Note, when dealing with highload-wallet the following limits need to be checked and taken into account.
- Storage size limit. Currently, size of contract storage should be less than 65535 cells. If size of old_queries will grow above this limit, exception in ActionPhase will be thrown and transaction will fail. Failed transaction may be replayed.
- Gas limit. Currently, gas limit is 1'000'000 GAS units, that means that there is a limit of how much old queries may be cleaned in one tx. If number of expired queries will be higher, contract will stuck.
That means that it is not recommended to set too high expiration date: number of queries during expiration timespan should not exceed 1000.
Also, number of expired queries cleaned in one transaction should be below 100.
Wallet source code:
Lockup wallet
If you, for some reason, need to lock coins in a wallet for some time without the possibility to withdraw them before that time passes, have a look at the lockup wallet.

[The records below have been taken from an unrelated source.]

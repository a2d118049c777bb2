use ratatui::style::Color;

use crate::model::UiConfig;

/// Parsed color theme for the TUI
#[derive(Debug, Clone)]
pub struct Theme {
    pub background: Color,
    pub text: Color,
    pub text_bright: Color,
    /// Prompt, selection indicator, and matched characters
    pub highlight: Color,
    pub dim: Color,
    pub selected_bg: Color,
    pub breadcrumb: Color,
    pub status: Color,
}

impl Default for Theme {
    fn default() -> Self {
        Theme {
            background: Color::Rgb(0x1A, 0x1B, 0x26),
            text: Color::Rgb(0xA9, 0xB1, 0xD6),
            text_bright: Color::Rgb(0xC0, 0xCA, 0xF5),
            highlight: Color::Rgb(0xE0, 0xAF, 0x68),
            dim: Color::Rgb(0x56, 0x5F, 0x89),
            selected_bg: Color::Rgb(0x28, 0x34, 0x57),
            breadcrumb: Color::Rgb(0x7A, 0xA2, 0xF7),
            status: Color::Rgb(0x9E, 0xCE, 0x6A),
        }
    }
}

/// Parse a hex color string like "#E0AF68" into an RGB Color
fn parse_hex_color(hex: &str) -> Option<Color> {
    let hex = hex.strip_prefix('#')?;
    if hex.len() != 6 {
        return None;
    }
    let r = u8::from_str_radix(&hex[0..2], 16).ok()?;
    let g = u8::from_str_radix(&hex[2..4], 16).ok()?;
    let b = u8::from_str_radix(&hex[4..6], 16).ok()?;
    Some(Color::Rgb(r, g, b))
}

impl Theme {
    /// Create a theme from the [ui.colors] config table, falling back to
    /// defaults for unknown keys and unparseable values
    pub fn from_config(ui: &UiConfig) -> Self {
        let mut theme = Theme::default();
        for (key, value) in &ui.colors {
            if let Some(color) = parse_hex_color(value) {
                match key.as_str() {
                    "background" => theme.background = color,
                    "text" => theme.text = color,
                    "text_bright" => theme.text_bright = color,
                    "highlight" => theme.highlight = color,
                    "dim" => theme.dim = color,
                    "selected_bg" => theme.selected_bg = color,
                    "breadcrumb" => theme.breadcrumb = color,
                    "status" => theme.status = color,
                    _ => {}
                }
            }
        }
        theme
    }
}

It allows you to set the time until which you won't be able to withdraw anything from the wallet. You can also customize it by setting unlock periods so that you will be able to spend some coins during these set periods.
For example: you can create a wallet which will hold 1 million coins with total vesting time of 10 years. Set the cliff duration to one year, so the funds will be locked for the first year after the wallet is created. Then, you can set the unlock period to one month, so 1'000'000 TON / 120 months = ~8333 TON
will unlock every month.
Wallet source code:
Restricted wallet
This wallet's function is to act like a regular wallet, but restrict transfers to only one pre-defined destination address. You can set the destination when you create this wallet and then you'll be only able to transfer funds from it to that address. But note that you can still transfer funds to validation contracts so you can run a validator with this wallet.
Wallet source code:
Conclusion
As you see, there are many different versions of wallets in TON. But in most cases, you only need V3R2
or V4R2
. You can also use one of the special wallets if you want to have some additional functionality like a periodic unlocking of funds.